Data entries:
────────

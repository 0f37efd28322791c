//! Task control: cancellation tokens, control-line parsing and the socket path.
//!
//! The supervisor stops a worker by writing `terminate` on its stdin; the
//! worker turns that into a cancelled token that every loop and fetch checks.
//! The operator reaches the supervisor through the control socket with
//! `stop <id>` / `run <id>` lines.

use std::path::{Path, PathBuf};

pub use tokio_util::sync::CancellationToken;

/// Control line asking a worker to stop gracefully.
pub const TERMINATE_COMMAND: &str = "terminate";

/// A command accepted on the supervisor control socket.
#[derive(Debug, Clone, PartialEq, Eq)]
pub enum ControlCommand {
    /// Stop a running task (marker removed, worker terminated).
    Stop(String),
    /// Launch a task now, outside its schedule.
    Run(String),
}

impl ControlCommand {
    /// Parses one control-socket line (`stop <id>` or `run <id>`).
    pub fn parse(line: &str) -> Option<Self> {
        let mut parts = line.split_whitespace();
        let verb = parts.next()?;
        let id = parts.next()?.to_string();
        if parts.next().is_some() {
            return None;
        }
        match verb {
            "stop" => Some(ControlCommand::Stop(id)),
            "run" => Some(ControlCommand::Run(id)),
            _ => None,
        }
    }

    pub fn to_line(&self) -> String {
        match self {
            ControlCommand::Stop(id) => format!("stop {}", id),
            ControlCommand::Run(id) => format!("run {}", id),
        }
    }
}

/// True when a worker stdin line asks for termination.
pub fn is_terminate_line(line: &str) -> bool {
    line.trim() == TERMINATE_COMMAND
}

/// Path of the control socket inside the state dir.
pub fn default_control_socket_path(state_dir: &Path) -> PathBuf {
    state_dir.join("control.sock")
}
//! CLI parse tests.

use super::{Cli, CliCommand};
use clap::Parser;

pub(super) fn parse(args: &[&str]) -> CliCommand {
    let cli = Cli::try_parse_from(args).unwrap();
    cli.command
}
//! Running markers: one exclusive lock record per active task worker.
//!
//! Layout: `{state_dir}/markers/task-{id}.lock`, JSON
//! `{taskId, ownerPid, workerPid, host, acquiredAt}`. A marker left behind on
//! this host by an owner and worker that are both gone is stale and may be
//! reclaimed.

use serde::{Deserialize, Serialize};
use std::fs;
use std::io::{self, Write};
use std::path::{Path, PathBuf};

use crate::paths::sanitize_title;
use crate::store::now_millis;

#[derive(Debug, Clone, PartialEq, Eq, Serialize, Deserialize)]
#[serde(rename_all = "camelCase")]
pub struct MarkerRecord {
    pub task_id: String,
    pub owner_pid: u32,
    #[serde(default)]
    pub worker_pid: Option<u32>,
    pub host: String,
    pub acquired_at: i64,
}

impl MarkerRecord {
    fn for_this_process(task_id: &str) -> Self {
        Self {
            task_id: task_id.to_string(),
            owner_pid: std::process::id(),
            worker_pid: None,
            host: hostname(),
            acquired_at: now_millis(),
        }
    }

    /// Recorded on this host and neither the owner nor the worker is alive.
    pub fn is_stale(&self) -> bool {
        if self.host != hostname() {
            return false;
        }
        !pid_alive(self.owner_pid) && !self.worker_pid.is_some_and(pid_alive)
    }
}

/// Directory of running markers.
#[derive(Debug, Clone)]
pub struct MarkerDir {
    dir: PathBuf,
}

impl MarkerDir {
    pub fn new(state_dir: &Path) -> Self {
        Self {
            dir: state_dir.join("markers"),
        }
    }

    pub fn dir(&self) -> &Path {
        &self.dir
    }

    pub fn path_for(&self, task_id: &str) -> PathBuf {
        self.dir.join(format!("task-{}.lock", sanitize_title(task_id)))
    }

    /// Creates the marker for `task_id`. Returns `Ok(false)` when a live
    /// marker already exists; a stale one is removed and acquisition retried once.
    pub fn acquire(&self, task_id: &str) -> io::Result<bool> {
        fs::create_dir_all(&self.dir)?;
        let path = self.path_for(task_id);
        for _ in 0..2 {
            match fs::OpenOptions::new().write(true).create_new(true).open(&path) {
                Ok(mut f) => {
                    let record = MarkerRecord::for_this_process(task_id);
                    let body = serde_json::to_vec(&record).map_err(io::Error::other)?;
                    f.write_all(&body)?;
                    f.sync_all()?;
                    return Ok(true);
                }
                Err(e) if e.kind() == io::ErrorKind::AlreadyExists => match self.read(task_id) {
                    Some(existing) if !existing.is_stale() => return Ok(false),
                    _ => {
                        tracing::info!(task_id, "reclaiming stale running marker");
                        remove_if_present(&path)?;
                    }
                },
                Err(e) => return Err(e),
            }
        }
        Ok(false)
    }

    /// Records the spawned worker's pid in an existing marker.
    pub fn set_worker_pid(&self, task_id: &str, pid: u32) -> io::Result<()> {
        let path = self.path_for(task_id);
        let mut record = self
            .read(task_id)
            .ok_or_else(|| io::Error::new(io::ErrorKind::NotFound, "marker missing"))?;
        record.worker_pid = Some(pid);
        let tmp = path.with_extension("lock.tmp");
        fs::write(&tmp, serde_json::to_vec(&record).map_err(io::Error::other)?)?;
        fs::rename(&tmp, &path)
    }

    /// Removes the marker. Missing markers are not an error.
    pub fn release(&self, task_id: &str) -> io::Result<()> {
        remove_if_present(&self.path_for(task_id))
    }

    /// `None` when missing or unreadable.
    pub fn read(&self, task_id: &str) -> Option<MarkerRecord> {
        read_record(&self.path_for(task_id))
    }

    /// A marker exists and is not stale.
    pub fn is_held(&self, task_id: &str) -> bool {
        match self.read(task_id) {
            Some(r) => !r.is_stale(),
            None => self.path_for(task_id).exists(),
        }
    }

    /// Removes stale and unreadable markers; returns the task ids of the removed ones.
    pub fn reclaim_stale(&self) -> io::Result<Vec<String>> {
        let entries = match fs::read_dir(&self.dir) {
            Ok(e) => e,
            Err(e) if e.kind() == io::ErrorKind::NotFound => return Ok(Vec::new()),
            Err(e) => return Err(e),
        };
        let mut removed = Vec::new();
        for entry in entries {
            let path = entry?.path();
            if path.extension().and_then(|e| e.to_str()) != Some("lock") {
                continue;
            }
            let (stale, id) = match read_record(&path) {
                Some(r) => (r.is_stale(), r.task_id),
                None => (true, marker_id_from_path(&path)),
            };
            if stale {
                remove_if_present(&path)?;
                removed.push(id);
            }
        }
        Ok(removed)
    }
}

fn read_record(path: &Path) -> Option<MarkerRecord> {
    let data = fs::read(path).ok()?;
    serde_json::from_slice(&data).ok()
}

fn marker_id_from_path(path: &Path) -> String {
    path.file_stem()
        .and_then(|s| s.to_str())
        .and_then(|s| s.strip_prefix("task-"))
        .unwrap_or_default()
        .to_string()
}

fn remove_if_present(path: &Path) -> io::Result<()> {
    match fs::remove_file(path) {
        Err(e) if e.kind() != io::ErrorKind::NotFound => Err(e),
        _ => Ok(()),
    }
}

#[cfg(unix)]
pub fn pid_alive(pid: u32) -> bool {
    if pid == 0 || pid > i32::MAX as u32 {
        return false;
    }
    let r = unsafe { libc::kill(pid as libc::pid_t, 0) };
    r == 0 || io::Error::last_os_error().raw_os_error() == Some(libc::EPERM)
}

#[cfg(not(unix))]
pub fn pid_alive(_pid: u32) -> bool {
    true
}

#[cfg(unix)]
pub fn hostname() -> String {
    let mut buf = [0u8; 256];
    let r = unsafe { libc::gethostname(buf.as_mut_ptr() as *mut libc::c_char, buf.len()) };
    if r != 0 {
        return "localhost".to_string();
    }
    let end = buf.iter().position(|&b| b == 0).unwrap_or(buf.len());
    String::from_utf8_lossy(&buf[..end]).into_owned()
}

#[cfg(not(unix))]
pub fn hostname() -> String {
    std::env::var("COMPUTERNAME").unwrap_or_else(|_| "localhost".to_string())
}
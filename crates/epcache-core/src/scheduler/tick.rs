//! Periodic tick: hands due tasks to the supervisor.

use std::sync::Arc;
use std::time::Duration;

use tokio::time::MissedTickBehavior;
use tokio_util::sync::CancellationToken;

use crate::supervisor::{LaunchOutcome, Supervisor};

/// Ticks every `every` (the first tick fires immediately) until `shutdown`
/// is cancelled.
pub async fn run_tick_loop(supervisor: Arc<Supervisor>, every: Duration, shutdown: CancellationToken) {
    let mut interval = tokio::time::interval(every);
    interval.set_missed_tick_behavior(MissedTickBehavior::Delay);
    tracing::info!("scheduler ticking every {:?}", every);
    loop {
        tokio::select! {
            _ = shutdown.cancelled() => break,
            _ = interval.tick() => tick_once(&supervisor).await,
        }
    }
    tracing::info!("scheduler stopped");
}

/// One scheduling pass; errors are logged, never fatal.
pub async fn tick_once(supervisor: &Supervisor) {
    match supervisor.run_due_tasks().await {
        Ok(outcomes) => {
            let launched = outcomes
                .iter()
                .filter(|(_, o)| matches!(o, LaunchOutcome::Launched { .. }))
                .count();
            tracing::debug!(due = outcomes.len(), launched, "scheduler tick");
        }
        Err(e) => tracing::error!("scheduler tick: {:#}", e),
    }
}
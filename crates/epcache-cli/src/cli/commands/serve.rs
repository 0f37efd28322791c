//! `epcache serve` – long-lived supervisor: scheduler tick, workers and the
//! control socket.

use anyhow::Result;
use epcache_core::control::{default_control_socket_path, CancellationToken};
use epcache_core::scheduler::run_tick_loop;
use epcache_core::supervisor::{Supervisor, WorkerCommand};
use std::sync::Arc;
use std::time::Duration;

use crate::cli::control_socket;
use crate::cli::CliContext;

pub async fn run_serve(ctx: &CliContext) -> Result<()> {
    let supervisor = Arc::new(Supervisor::new(
        ctx.db.clone(),
        &ctx.cfg,
        &ctx.state_dir,
        WorkerCommand::current_exe()?,
    ));
    supervisor.reconcile_markers();

    let socket_path = default_control_socket_path(&ctx.state_dir);
    let listener = match control_socket::spawn_control_listener(Arc::clone(&supervisor), &socket_path) {
        Ok(handle) => {
            tracing::debug!(path = %socket_path.display(), "control socket listening");
            Some(handle)
        }
        Err(e) => {
            tracing::warn!(path = %socket_path.display(), "control socket bind: {}", e);
            None
        }
    };

    let shutdown = CancellationToken::new();
    let ticker = tokio::spawn(run_tick_loop(
        Arc::clone(&supervisor),
        ctx.cfg.tick_interval(),
        shutdown.clone(),
    ));
    println!(
        "epcache supervisor running: downloads in {}, state in {}",
        ctx.cfg.download_path.display(),
        ctx.state_dir.display()
    );

    wait_for_shutdown_signal().await;
    tracing::info!("shutting down");
    shutdown.cancel();
    let _ = ticker.await;
    supervisor
        .shutdown(ctx.cfg.stop_grace() + Duration::from_secs(3))
        .await;
    if let Some(handle) = listener {
        handle.abort();
    }
    let _ = std::fs::remove_file(&socket_path);
    Ok(())
}

#[cfg(unix)]
async fn wait_for_shutdown_signal() {
    use tokio::signal::unix::{signal, SignalKind};
    match signal(SignalKind::terminate()) {
        Ok(mut term) => {
            tokio::select! {
                _ = tokio::signal::ctrl_c() => {}
                _ = term.recv() => {}
            }
        }
        Err(e) => {
            tracing::warn!("SIGTERM handler unavailable: {}", e);
            let _ = tokio::signal::ctrl_c().await;
        }
    }
}

#[cfg(not(unix))]
async fn wait_for_shutdown_signal() {
    let _ = tokio::signal::ctrl_c().await;
}
//! `epcache list` – show all tasks.

use anyhow::Result;
use epcache_core::supervisor::MarkerDir;

use super::format_millis;
use crate::cli::CliContext;

pub async fn run_list(ctx: &CliContext, json: bool) -> Result<()> {
    let tasks = ctx.db.list_tasks().await?;
    if json {
        println!("{}", serde_json::to_string_pretty(&tasks)?);
        return Ok(());
    }
    if tasks.is_empty() {
        println!("No tasks in database.");
        return Ok(());
    }
    let markers = MarkerDir::new(&ctx.state_dir);
    println!(
        "{:<15} {:<9} {:<11} {:<16} {:<12} {}",
        "ID", "STATE", "EPISODES", "NEXT RUN", "CRON", "TITLE"
    );
    for t in tasks {
        let state = if markers.is_held(&t.id) {
            "running"
        } else if t.enabled {
            "enabled"
        } else {
            "disabled"
        };
        println!(
            "{:<15} {:<9} {:<11} {:<16} {:<12} {}",
            t.id,
            state,
            format!("{}-{}", t.start_episode, t.total_episodes),
            format_millis(t.next_run),
            t.cron_expression,
            t.title
        );
    }
    Ok(())
}
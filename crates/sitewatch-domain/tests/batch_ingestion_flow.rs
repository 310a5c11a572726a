use std::sync::Arc;

use chrono::{Duration, Utc};
use rust_decimal::Decimal;
use sitewatch_domain::{
    BatchIngestionService, ComplianceStatus, CreateSiteInput, EmissionUnit, IngestBatchInput,
    IngestBatchOutcome, InMemoryGateway, MeasurementService, NewMeasurement, NoopEventPublisher,
    Site, SiteService,
};

fn services(
    gateway: Arc<InMemoryGateway>,
) -> (SiteService, MeasurementService, BatchIngestionService) {
    let publisher = Arc::new(NoopEventPublisher);
    (
        SiteService::new(gateway.clone()),
        MeasurementService::new(gateway.clone(), publisher.clone()),
        BatchIngestionService::new(gateway, publisher),
    )
}

async fn create_site(sites: &SiteService, name: &str, limit: i64) -> Site {
    sites
        .create_site(CreateSiteInput {
            site_name: name.to_string(),
            site_type: "Oil & Gas Well Pad".to_string(),
            emission_limit: Decimal::from(limit),
            metadata: serde_json::json!({}),
            latitude: None,
            longitude: None,
        })
        .await
        .unwrap()
}

fn kg(value: i64) -> NewMeasurement {
    NewMeasurement {
        measured_at: Utc::now(),
        emission_value: Decimal::from(value),
        unit: EmissionUnit::Kg,
        raw_payload: None,
    }
}

#[tokio::test]
async fn test_ingest_then_resubmit_then_conflicting_site() {
    let gateway = Arc::new(InMemoryGateway::new());
    let (sites, _, batches) = services(gateway.clone());

    let site_s = create_site(&sites, "Site S", 1000).await;
    let site_t = create_site(&sites, "Site T", 1000).await;

    // First submission creates the batch and pushes the site over its limit.
    let outcome = batches
        .ingest_batch(IngestBatchInput {
            site_id: site_s.id.clone(),
            client_batch_id: "b1".to_string(),
            measurements: vec![kg(600), kg(500)],
        })
        .await
        .unwrap();

    let created = match &outcome {
        IngestBatchOutcome::Created(payload) => payload.clone(),
        other => panic!("expected Created, got {other:?}"),
    };
    assert_eq!(created.inserted_count, 2);
    assert_eq!(created.total_emissions_to_date, Decimal::from(1100));
    assert_eq!(
        created.current_compliance_status,
        ComplianceStatus::LimitExceeded
    );
    assert!(!outcome.duplicate_request());

    let stored = sites.get_site(&site_s.id).await.unwrap();
    assert_eq!(stored.total_emissions_to_date, Decimal::from(1100));
    assert_eq!(
        stored.current_compliance_status,
        ComplianceStatus::LimitExceeded
    );
    assert!(stored.last_measurement_at.is_some());

    // Resubmission with the same token writes nothing and reports the same
    // batch back.
    let outcome = batches
        .ingest_batch(IngestBatchInput {
            site_id: site_s.id.clone(),
            client_batch_id: "b1".to_string(),
            measurements: vec![kg(600), kg(500)],
        })
        .await
        .unwrap();

    let duplicate = match &outcome {
        IngestBatchOutcome::Duplicate(payload) => payload.clone(),
        other => panic!("expected Duplicate, got {other:?}"),
    };
    assert!(outcome.duplicate_request());
    assert_eq!(duplicate.batch_id, created.batch_id);
    assert_eq!(duplicate.inserted_count, 2);
    assert_eq!(duplicate.total_emissions_to_date, Decimal::from(1100));
    assert_eq!(gateway.measurement_count().await, 2);
    assert_eq!(gateway.batches_with_token("b1").await, 1);

    // The same token against a different site is a terminal conflict.
    let outcome = batches
        .ingest_batch(IngestBatchInput {
            site_id: site_t.id.clone(),
            client_batch_id: "b1".to_string(),
            measurements: vec![kg(10)],
        })
        .await
        .unwrap();

    match outcome {
        IngestBatchOutcome::ClientBatchConflict { existing_site_id } => {
            assert_eq!(existing_site_id, site_s.id);
        }
        other => panic!("expected ClientBatchConflict, got {other:?}"),
    }
    assert_eq!(gateway.measurement_count().await, 2);
}

#[tokio::test]
async fn test_unknown_site_writes_nothing() {
    let gateway = Arc::new(InMemoryGateway::new());
    let (_, _, batches) = services(gateway.clone());

    let outcome = batches
        .ingest_batch(IngestBatchInput {
            site_id: "no-such-site".to_string(),
            client_batch_id: "b-missing".to_string(),
            measurements: vec![kg(10)],
        })
        .await
        .unwrap();

    assert_eq!(outcome, IngestBatchOutcome::SiteNotFound);
    assert_eq!(gateway.measurement_count().await, 0);
    assert_eq!(gateway.batches_with_token("b-missing").await, 0);
}

#[tokio::test]
async fn test_aggregate_normalizes_mixed_units() {
    let gateway = Arc::new(InMemoryGateway::new());
    let (sites, _, batches) = services(gateway.clone());
    let site = create_site(&sites, "Mixed Units", 5000).await;

    let now = Utc::now();
    let outcome = batches
        .ingest_batch(IngestBatchInput {
            site_id: site.id.clone(),
            client_batch_id: "b-units".to_string(),
            measurements: vec![
                NewMeasurement {
                    measured_at: now - Duration::hours(2),
                    emission_value: Decimal::from(1),
                    unit: EmissionUnit::Tonne,
                    raw_payload: None,
                },
                NewMeasurement {
                    measured_at: now - Duration::hours(1),
                    emission_value: Decimal::from(500),
                    unit: EmissionUnit::Kg,
                    raw_payload: None,
                },
                NewMeasurement {
                    measured_at: now,
                    emission_value: Decimal::from(100),
                    unit: EmissionUnit::Scf,
                    raw_payload: None,
                },
            ],
        })
        .await
        .unwrap();

    let payload = outcome.payload().unwrap();
    // 1 tonne + 500 kg + 100 scf = 1000 + 500 + 1.92 kg.
    assert_eq!(
        payload.total_emissions_to_date,
        Decimal::new(150192, 2)
    );
    assert_eq!(
        payload.current_compliance_status,
        ComplianceStatus::WithinLimit
    );
    assert_eq!(payload.last_measurement_at, Some(now));
}

#[tokio::test]
async fn test_single_measurements_and_batches_share_aggregates() {
    let gateway = Arc::new(InMemoryGateway::new());
    let (sites, measurements, batches) = services(gateway.clone());
    let site = create_site(&sites, "Shared", 1000).await;

    measurements
        .add_measurement(&site.id, kg(300))
        .await
        .unwrap();

    let outcome = batches
        .ingest_batch(IngestBatchInput {
            site_id: site.id.clone(),
            client_batch_id: "b-shared".to_string(),
            measurements: vec![kg(200)],
        })
        .await
        .unwrap();

    // Batch aggregates include the earlier single-measurement insert.
    let payload = outcome.payload().unwrap();
    assert_eq!(payload.total_emissions_to_date, Decimal::from(500));
    assert_eq!(payload.inserted_count, 1);

    let feed = measurements.latest_measurements().await.unwrap();
    assert_eq!(feed.len(), 2);
    assert!(feed[0].measured_at >= feed[1].measured_at);
}

#[tokio::test(flavor = "multi_thread", worker_threads = 4)]
async fn test_concurrent_same_token_creates_exactly_once() {
    let gateway = Arc::new(InMemoryGateway::new());
    let (sites, _, batches) = services(gateway.clone());
    let site = create_site(&sites, "Race", 10_000).await;
    let batches = Arc::new(batches);

    let mut handles = Vec::new();
    for _ in 0..8 {
        let batches = batches.clone();
        let site_id = site.id.clone();
        handles.push(tokio::spawn(async move {
            batches
                .ingest_batch(IngestBatchInput {
                    site_id,
                    client_batch_id: "b-race".to_string(),
                    measurements: vec![kg(100), kg(50)],
                })
                .await
                .unwrap()
        }));
    }

    let mut created = 0;
    let mut duplicates = 0;
    for handle in handles {
        match handle.await.unwrap() {
            IngestBatchOutcome::Created(payload) => {
                created += 1;
                assert_eq!(payload.inserted_count, 2);
            }
            IngestBatchOutcome::Duplicate(payload) => {
                duplicates += 1;
                assert_eq!(payload.inserted_count, 2);
            }
            other => panic!("unexpected outcome {other:?}"),
        }
    }

    assert_eq!(created, 1);
    assert_eq!(duplicates, 7);
    assert_eq!(gateway.measurement_count().await, 2);
    assert_eq!(gateway.batches_with_token("b-race").await, 1);

    let site = sites.get_site(&site.id).await.unwrap();
    assert_eq!(site.total_emissions_to_date, Decimal::from(150));
}
use std::fmt;
use std::str::FromStr;

use rust_decimal::prelude::FromPrimitive;
use rust_decimal::Decimal;
use serde::{Deserialize, Serialize};

use crate::error::{DomainError, DomainResult};

/// Upper bound (exclusive) for any emission quantity or limit.
pub fn max_magnitude() -> Decimal {
    Decimal::from(1_000_000_000_000_i64)
}

/// Parse a decimal quantity from its external string representation.
///
/// `rust_decimal` has no NaN/Infinity values, so non-finite inputs fail to
/// parse and are rejected here rather than silently coerced.
pub fn parse_decimal(raw: &str) -> DomainResult<Decimal> {
    Decimal::from_str(raw.trim())
        .map_err(|e| DomainError::InvalidQuantity(format!("{raw:?} is not a decimal: {e}")))
}

/// Convert a float from an external representation into an exact decimal.
/// NaN and infinities are rejected, never clamped.
pub fn decimal_from_f64(value: f64) -> DomainResult<Decimal> {
    if !value.is_finite() {
        return Err(DomainError::InvalidQuantity(format!(
            "{value} is not a finite number"
        )));
    }
    Decimal::from_f64(value)
        .ok_or_else(|| DomainError::InvalidQuantity(format!("{value} is not representable")))
}

/// A measurement value must be strictly positive and below the magnitude
/// ceiling. A zero reading is rejected upstream by request validation; this
/// guard exists so malformed data can never reach an aggregate.
pub fn ensure_measurement_value(value: Decimal) -> DomainResult<()> {
    if value <= Decimal::ZERO {
        return Err(DomainError::InvalidQuantity(format!(
            "emission value must be strictly positive, got {value}"
        )));
    }
    if value >= max_magnitude() {
        return Err(DomainError::InvalidQuantity(format!(
            "emission value {value} exceeds the supported magnitude"
        )));
    }
    Ok(())
}

/// An emission limit may be any non-negative decimal below the ceiling.
pub fn ensure_emission_limit(value: Decimal) -> DomainResult<()> {
    if value < Decimal::ZERO {
        return Err(DomainError::InvalidQuantity(format!(
            "emission limit must be non-negative, got {value}"
        )));
    }
    if value >= max_magnitude() {
        return Err(DomainError::InvalidQuantity(format!(
            "emission limit {value} exceeds the supported magnitude"
        )));
    }
    Ok(())
}

/// Unit of an emission reading.
#[derive(Debug, Clone, Copy, PartialEq, Eq, Serialize, Deserialize)]
#[serde(rename_all = "lowercase")]
pub enum EmissionUnit {
    Kg,
    Tonne,
    Scf,
    Ppm,
}

impl EmissionUnit {
    /// Conversion factor to the kilogram basis used by site aggregates.
    pub fn kg_factor(&self) -> Decimal {
        match self {
            EmissionUnit::Kg => Decimal::ONE,
            EmissionUnit::Tonne => Decimal::from(1000),
            // 0.0192 kg per standard cubic foot of methane
            EmissionUnit::Scf => Decimal::new(192, 4),
            EmissionUnit::Ppm => Decimal::new(1, 6),
        }
    }

    pub fn as_str(&self) -> &'static str {
        match self {
            EmissionUnit::Kg => "kg",
            EmissionUnit::Tonne => "tonne",
            EmissionUnit::Scf => "scf",
            EmissionUnit::Ppm => "ppm",
        }
    }
}

impl fmt::Display for EmissionUnit {
    fn fmt(&self, f: &mut fmt::Formatter<'_>) -> fmt::Result {
        f.write_str(self.as_str())
    }
}

impl FromStr for EmissionUnit {
    type Err = DomainError;

    fn from_str(s: &str) -> Result<Self, Self::Err> {
        match s {
            "kg" => Ok(EmissionUnit::Kg),
            "tonne" => Ok(EmissionUnit::Tonne),
            "scf" => Ok(EmissionUnit::Scf),
            "ppm" => Ok(EmissionUnit::Ppm),
            other => Err(DomainError::ValidationError(format!(
                "unknown emission unit: {other}"
            ))),
        }
    }
}

/// Normalize a reading to the kilogram basis.
pub fn normalized_kg(value: Decimal, unit: EmissionUnit) -> Decimal {
    value * unit.kg_factor()
}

────────

Exercise prompt: Return a word-for-word copy of the lines above from the one holding "Decimal::new(150192, 2)" through the one holding "let (sites, measurements, batches)", with both of them included and nothing besides.

Response below:
        Decimal::new(150192, 2)
    );
    assert_eq!(
        payload.current_compliance_status,
        ComplianceStatus::WithinLimit
    );
    assert_eq!(payload.last_measurement_at, Some(now));
}

#[tokio::test]
async fn test_single_measurements_and_batches_share_aggregates() {
    let gateway = Arc::new(InMemoryGateway::new());
    let (sites, measurements, batches) = services(gateway.clone());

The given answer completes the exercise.